The supermodel held a Q&A session on her Instagram story on Thursday, where her followers asked her some hard hitting questions, wanting to know her favorite casual outfit that she loves to wear and her favorite book that she's read. But one follower asked a pretty important question: "How does it feel being a stepmom? I want a positive story for myself, because I am a stepmom." Bündchen's reply is worth noting.
"I don't like the word stepmom," she said. "I like the word 'bonus mom' because I feel like it's a blessing in my life. I feel so lucky that I get an extra, wonderful little angel in my life." Aww!

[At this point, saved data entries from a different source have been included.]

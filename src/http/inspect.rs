//! Body inspection: read, decode, replay.
//!
//! # Responsibilities
//! - Buffer a single-pass body stream into owned bytes
//! - Decode the bytes as a JSON object for logging
//! - Hand back a fresh body over the exact same bytes
//!
//! # Design Decisions
//! - Only read failures are errors; a body that is not a JSON object is
//!   still replayed, with the decode failure kept alongside the bytes
//! - Buffering is bounded by a configured limit

use axum::body::{Body, Bytes};
use http_body_util::BodyExt;
use hyper::body::Body as HttpBody;
use serde_json::{Map, Value};
use std::borrow::Cow;
use std::fmt;
use std::pin::pin;
use thiserror::Error;

/// A decoded JSON object body.
pub type JsonObject = Map<String, Value>;

type BoxError = Box<dyn std::error::Error + Send + Sync>;

/// The body stream could not be read to completion.
#[derive(Debug, Error)]
pub enum InspectError {
    /// The underlying stream failed. `partial` holds what was read before it did.
    #[error("failed to read body: {source}")]
    Read { partial: Bytes, source: BoxError },

    /// The body is larger than the buffering limit.
    #[error("body exceeds limit of {limit} bytes")]
    TooLarge { limit: usize },
}

/// Why a fully read body was not logged as a JSON object.
#[derive(Debug, Error)]
pub enum DecodeError {
    #[error("body is empty")]
    Empty,

    #[error("body is not valid JSON: {0}")]
    Syntax(#[from] serde_json::Error),

    #[error("body is a JSON {0}, not an object")]
    NotObject(&'static str),
}

/// A fully buffered body.
#[derive(Debug)]
pub struct Inspected {
    raw: Bytes,
    decoded: Result<JsonObject, DecodeError>,
}

impl Inspected {
    /// Decode already buffered bytes.
    pub fn new(raw: Bytes) -> Self {
        let decoded = decode_object(&raw);
        Self { raw, decoded }
    }

    /// The bytes exactly as read off the wire.
    pub fn raw(&self) -> &Bytes {
        &self.raw
    }

    pub fn object(&self) -> Option<&JsonObject> {
        self.decoded.as_ref().ok()
    }

    pub fn decode_error(&self) -> Option<&DecodeError> {
        self.decoded.as_ref().err()
    }

    /// A fresh body over the buffered bytes.
    pub fn replay(&self) -> Body {
        Body::from(self.raw.clone())
    }

    /// Value for the `body` log field.
    pub fn logged_body(&self) -> LoggedBody<'_> {
        match &self.decoded {
            Ok(object) => LoggedBody::Object(object),
            Err(_) => LoggedBody::Raw(String::from_utf8_lossy(&self.raw)),
        }
    }
}

/// Renders a body for a log record: compact JSON for objects, text otherwise.
#[derive(Debug)]
pub enum LoggedBody<'a> {
    Object(&'a JsonObject),
    Raw(Cow<'a, str>),
}

impl fmt::Display for LoggedBody<'_> {
    fn fmt(&self, f: &mut fmt::Formatter<'_>) -> fmt::Result {
        match self {
            LoggedBody::Object(object) => {
                let json = serde_json::to_string(object).map_err(|_| fmt::Error)?;
                f.write_str(&json)
            }
            LoggedBody::Raw(text) => f.write_str(text),
        }
    }
}

/// Read `body` to the end, then decode it.
///
/// Trailers are dropped. On success the original stream is exhausted and the
/// caller must forward [`Inspected::replay`] in its place.
pub async fn inspect<B>(body: B, limit: usize) -> Result<Inspected, InspectError>
where
    B: HttpBody<Data = Bytes>,
    B::Error: Into<BoxError>,
{
    if body.size_hint().lower() > limit as u64 {
        return Err(InspectError::TooLarge { limit });
    }

    let mut body = pin!(body);
    let mut buf = Vec::with_capacity(body.size_hint().lower() as usize);

    while let Some(frame) = body.frame().await {
        let frame = match frame {
            Ok(frame) => frame,
            Err(e) => {
                return Err(InspectError::Read {
                    partial: Bytes::from(buf),
                    source: e.into(),
                });
            }
        };
        if let Ok(data) = frame.into_data() {
            if buf.len() + data.len() > limit {
                return Err(InspectError::TooLarge { limit });
            }
            buf.extend_from_slice(&data);
        }
    }

    Ok(Inspected::new(Bytes::from(buf)))
}

fn decode_object(raw: &[u8]) -> Result<JsonObject, DecodeError> {
    if raw.is_empty() {
        return Err(DecodeError::Empty);
    }
    match serde_json::from_slice(raw)? {
        Value::Object(object) => Ok(object),
        Value::Array(_) => Err(DecodeError::NotObject("array")),
        Value::String(_) => Err(DecodeError::NotObject("string")),
        Value::Number(_) => Err(DecodeError::NotObject("number")),
        Value::Bool(_) => Err(DecodeError::NotObject("boolean")),
        Value::Null => Err(DecodeError::NotObject("null")),
    }
}
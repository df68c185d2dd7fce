//! Lifecycle management subsystem.
//!
//! # Data Flow
//! ```text
//! Startup (main.rs):
//!     Parse flags → Validate → Build logger → Bind listener → Serve
//!
//! Shutdown (shutdown.rs, signals.rs):
//!     SIGTERM/SIGINT → Shutdown::trigger → stop accepting → drain → exit
//! ```

pub mod shutdown;
pub mod signals;

pub use shutdown::Shutdown;
//! Configuration management subsystem.
//!
//! # Data Flow
//! ```text
//! command line
//!     → cli.rs (clap parse, unset flags default to empty/zero)
//!     → validation.rs (semantic checks, all errors at once)
//!     → ProxyConfig (validated, immutable)
//!     → UpstreamTarget shared via Arc with every request
//! ```
//!
//! # Design Decisions
//! - Config is immutable once loaded; there is no reload
//! - Missing required flags are reported through the logger, not clap

pub mod cli;
pub mod schema;
pub mod validation;

pub use cli::Cli;
pub use schema::{LimitsConfig, ListenerConfig, ProxyConfig, TimeoutConfig, UpstreamTarget};
pub use validation::{validate, ConfigError, ValidationError};
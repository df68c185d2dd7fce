//! Shutdown coordination for the proxy.

use tokio::sync::broadcast;

/// Broadcasts a single "stop serving" event to every subscriber.
#[derive(Debug, Clone)]
pub struct Shutdown {
    tx: broadcast::Sender<()>,
}

impl Shutdown {
    pub fn new() -> Self {
        let (tx, _) = broadcast::channel(1);
        Self { tx }
    }

    /// Subscribe before triggering; late subscribers miss the event.
    pub fn subscribe(&self) -> broadcast::Receiver<()> {
        self.tx.subscribe()
    }

    pub fn trigger(&self) {
        let _ = self.tx.send(());
    }
}

impl Default for Shutdown {
    fn default() -> Self {
        Self::new()
    }
}

#[cfg(test)]
mod tests {
    use super::*;

    #[tokio::test]
    async fn every_subscriber_sees_trigger() {
        let shutdown = Shutdown::new();
        let mut a = shutdown.subscribe();
        let mut b = shutdown.subscribe();

        shutdown.trigger();

        assert!(a.recv().await.is_ok());
        assert!(b.recv().await.is_ok());
    }
}
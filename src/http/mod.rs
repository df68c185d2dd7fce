//! HTTP protocol handling subsystem.
//!
//! # Data Flow
//! ```text
//! client request
//!     → server.rs (Axum router, catch-all route)
//!     → handler.rs (inspect.rs on the request body, request log)
//!     → proxy.rs (director.rs rewrite, upstream call)
//!     → interceptor.rs (inspect.rs on the response body, response log)
//!     → client response
//! ```

pub mod director;
pub mod handler;
pub mod inspect;
pub mod interceptor;
pub mod proxy;
pub mod server;

pub use handler::RequestHandler;
pub use inspect::{inspect, DecodeError, InspectError, Inspected};
pub use proxy::ProxyCore;
pub use server::HttpServer;
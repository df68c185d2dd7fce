//! Outbound request rewrite.
//!
//! Points a request at the upstream: scheme, authority and `Host` change;
//! method, path, query and all other headers are left as they are.

use axum::http::{header, uri::PathAndQuery, Request, Uri};

use crate::config::UpstreamTarget;

/// Rewrite `request` to target the upstream. Performs no I/O.
pub fn direct<B>(request: &mut Request<B>, target: &UpstreamTarget) {
    let original = request.uri().clone();
    let mut parts = original.clone().into_parts();
    parts.scheme = Some(target.scheme().clone());
    parts.authority = Some(target.authority().clone());
    if parts.path_and_query.is_none() {
        parts.path_and_query = Some(PathAndQuery::from_static("/"));
    }
    *request.uri_mut() = Uri::from_parts(parts).unwrap_or(original);

    request
        .headers_mut()
        .insert(header::HOST, target.host_header().clone());
}
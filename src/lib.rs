//! Body-logging reverse proxy library.
//!
//! Forwards every request to one upstream and logs request and response
//! bodies as JSON lines.

pub mod config;
pub mod error;
pub mod http;
pub mod lifecycle;
pub mod net;
pub mod observability;

pub use config::schema::ProxyConfig;
pub use error::{BootstrapError, ProxyError};
pub use http::HttpServer;
pub use lifecycle::Shutdown;
pub use observability::BodyLogger;
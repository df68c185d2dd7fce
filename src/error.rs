//! Error kinds that cross subsystem boundaries.

use axum::http::StatusCode;
use axum::response::{IntoResponse, Response};
use std::time::Duration;
use thiserror::Error;

use crate::config::ConfigError;
use crate::http::inspect::InspectError;
use crate::net::listener::ListenerError;

/// Failure forwarding a single request. Never affects other requests.
#[derive(Debug, Error)]
pub enum ProxyError {
    /// Connecting to or talking with the upstream failed.
    #[error("Upstream request failed: {0}")]
    Upstream(#[from] hyper_util::client::legacy::Error),

    /// The upstream did not produce response headers in time.
    #[error("Upstream did not respond within {0:?}")]
    UpstreamTimeout(Duration),

    /// The upstream response body could not be buffered for relay.
    #[error("Upstream response could not be read: {0}")]
    Response(#[source] InspectError),
}

impl ProxyError {
    pub fn status(&self) -> StatusCode {
        match self {
            ProxyError::Upstream(_) | ProxyError::Response(_) => StatusCode::BAD_GATEWAY,
            ProxyError::UpstreamTimeout(_) => StatusCode::GATEWAY_TIMEOUT,
        }
    }

    /// Body sent to the client; upstream details stay in the log.
    fn client_message(&self) -> &'static str {
        match self {
            ProxyError::Upstream(_) => "Upstream request failed",
            ProxyError::UpstreamTimeout(_) => "Upstream request timed out",
            ProxyError::Response(_) => "Upstream response could not be read",
        }
    }
}

impl IntoResponse for ProxyError {
    fn into_response(self) -> Response {
        (self.status(), self.client_message()).into_response()
    }
}

/// Fatal startup or serving failure. The process exits non-zero.
#[derive(Debug, Error)]
pub enum BootstrapError {
    #[error(transparent)]
    Config(#[from] ConfigError),

    #[error(transparent)]
    Listener(#[from] ListenerError),

    #[error("Server error: {0}")]
    Serve(#[from] std::io::Error),
}
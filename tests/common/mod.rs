//! Shared utilities for integration tests.

#![allow(dead_code)]

use axum::{
    body::{to_bytes, Body, Bytes},
    extract::{Request, State},
    http::{HeaderMap, Method, StatusCode},
    response::{IntoResponse, Response},
    Router,
};
use body_logging_proxy::config::{validate, Cli};
use body_logging_proxy::{BodyLogger, HttpServer, Shutdown};
use serde_json::Value;
use std::io::Write;
use std::net::SocketAddr;
use std::sync::{Arc, Mutex};
use std::time::Duration;
use tokio::io::{AsyncReadExt, AsyncWriteExt};
use tokio::net::TcpListener;
use tracing_subscriber::{fmt::MakeWriter, EnvFilter};

/// Log sink that keeps every JSON line in memory.
#[derive(Clone, Default)]
pub struct CapturedLogs(Arc<Mutex<Vec<u8>>>);

impl Write for CapturedLogs {
    fn write(&mut self, data: &[u8]) -> std::io::Result<usize> {
        self.0.lock().unwrap().extend_from_slice(data);
        Ok(data.len())
    }
    fn flush(&mut self) -> std::io::Result<()> {
        Ok(())
    }
}

impl<'w> MakeWriter<'w> for CapturedLogs {
    type Writer = CapturedLogs;
    fn make_writer(&'w self) -> Self::Writer {
        self.clone()
    }
}

impl CapturedLogs {
    pub fn records(&self) -> Vec<Value> {
        let data = self.0.lock().unwrap();
        String::from_utf8_lossy(&data)
            .lines()
            .map(|line| serde_json::from_str(line).expect("log line is JSON"))
            .collect()
    }

    /// Records whose `message` equals `message`.
    pub fn with_message(&self, message: &str) -> Vec<Value> {
        self.records()
            .into_iter()
            .filter(|record| record["message"] == message)
            .collect()
    }

    pub fn logger(&self) -> BodyLogger {
        BodyLogger::with_writer(self.clone(), EnvFilter::new("info"))
    }
}

/// A request as seen by a mock upstream.
#[derive(Debug, Clone)]
pub struct RecordedRequest {
    pub method: Method,
    pub uri: String,
    pub headers: HeaderMap,
    pub body: Bytes,
}

#[derive(Clone)]
struct Recorder {
    seen: Arc<Mutex<Vec<RecordedRequest>>>,
    status: StatusCode,
    body: Bytes,
}

/// Upstream that records every request and answers with a fixed response.
pub async fn start_recording_backend(
    status: StatusCode,
    body: impl Into<Bytes>,
) -> (SocketAddr, Arc<Mutex<Vec<RecordedRequest>>>) {
    let seen = Arc::new(Mutex::new(Vec::new()));
    let recorder = Recorder {
        seen: seen.clone(),
        status,
        body: body.into(),
    };

    let app = Router::new().fallback(record).with_state(recorder);
    let listener = TcpListener::bind("127.0.0.1:0").await.unwrap();
    let addr = listener.local_addr().unwrap();
    tokio::spawn(async move {
        let _ = axum::serve(listener, app).await;
    });

    (addr, seen)
}

async fn record(State(recorder): State<Recorder>, request: Request) -> Response {
    let (parts, body) = request.into_parts();
    let body = to_bytes(body, usize::MAX).await.unwrap_or_default();
    recorder.seen.lock().unwrap().push(RecordedRequest {
        method: parts.method,
        uri: parts.uri.to_string(),
        headers: parts.headers,
        body,
    });
    (recorder.status, Body::from(recorder.body.clone())).into_response()
}

/// Upstream that writes `response` verbatim to each connection, then closes.
pub async fn start_raw_backend(response: &'static str) -> SocketAddr {
    let listener = TcpListener::bind("127.0.0.1:0").await.unwrap();
    let addr = listener.local_addr().unwrap();

    tokio::spawn(async move {
        while let Ok((mut socket, _)) = listener.accept().await {
            tokio::spawn(async move {
                let mut buf = [0u8; 4096];
                let _ = socket.read(&mut buf).await;
                let _ = socket.write_all(response.as_bytes()).await;
                let _ = socket.shutdown().await;
            });
        }
    });

    addr
}

/// Upstream that accepts connections and never answers.
pub async fn start_silent_backend() -> SocketAddr {
    let listener = TcpListener::bind("127.0.0.1:0").await.unwrap();
    let addr = listener.local_addr().unwrap();

    tokio::spawn(async move {
        while let Ok((socket, _)) = listener.accept().await {
            tokio::spawn(async move {
                tokio::time::sleep(Duration::from_secs(30)).await;
                drop(socket);
            });
        }
    });

    addr
}

/// An address nothing is listening on.
pub async fn unused_addr() -> SocketAddr {
    let listener = TcpListener::bind("127.0.0.1:0").await.unwrap();
    listener.local_addr().unwrap()
}

/// A running proxy with captured logs.
pub struct TestProxy {
    pub addr: SocketAddr,
    pub logs: CapturedLogs,
    shutdown: Shutdown,
}

impl TestProxy {
    pub fn url(&self, path: &str) -> String {
        format!("http://{}{}", self.addr, path)
    }
}

impl Drop for TestProxy {
    fn drop(&mut self) {
        self.shutdown.trigger();
    }
}

/// Start a proxy in front of `dest`, adjusting flags with `configure`.
pub async fn start_proxy(dest: &str, configure: impl FnOnce(&mut Cli)) -> TestProxy {
    let mut cli = Cli::new(dest, 1);
    configure(&mut cli);
    let config = validate(&cli).expect("valid test config");

    let logs = CapturedLogs::default();
    let listener = TcpListener::bind("127.0.0.1:0").await.unwrap();
    let addr = listener.local_addr().unwrap();

    let shutdown = Shutdown::new();
    let server = HttpServer::new(&config, logs.logger());
    let server_shutdown = shutdown.subscribe();
    tokio::spawn(async move {
        let _ = server.run(listener, server_shutdown).await;
    });

    TestProxy {
        addr,
        logs,
        shutdown,
    }
}

pub fn client() -> reqwest::Client {
    reqwest::Client::builder().no_proxy().build().unwrap()
}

Brady and Bündchen have two children together — 10-year-old son Benjamin and 7-year-old daughter Vivian. Although she may be Jack's "bonus mom," Bündchen has been in his life, his whole life. In her 2018 memoir, Lessons: My Path to a Meaningful Life, Bündchen wrote that she was two months into dating Brady when he shared that his ex-girlfriend was pregnant, according to Us Weekly.
Now that Bündchen has been married to Brady for 11 years, she's been a part of Jack's life the whole time. What a special bonus for her.
In her memoir, Bündchen said that having Jack in her life inspired her and Brady to have children "sooner rather than later" so they could be close in age to him, according to Us Weekly. "[He made] my heart expand in ways I didn't know was possible," she wrote.
Bündchen was not short on parenting advice during the Instagram Q&A on Thursday. In addition to talking about being a stepmom, she also revealed how she and Brady are able to handle being the parents to three kids while having such busy lives. The secret? There actually isn't one. "I think we try to be present with the kids when we are with the kids and be fully there with them, listening to them, and I think it's not so much the amount of time, but the quality of time," she said.
"We never raise our voices, we never have arguments, we just talk things through, and it's really important that the energy of the house is loving and safe."
What great advice to take to heart.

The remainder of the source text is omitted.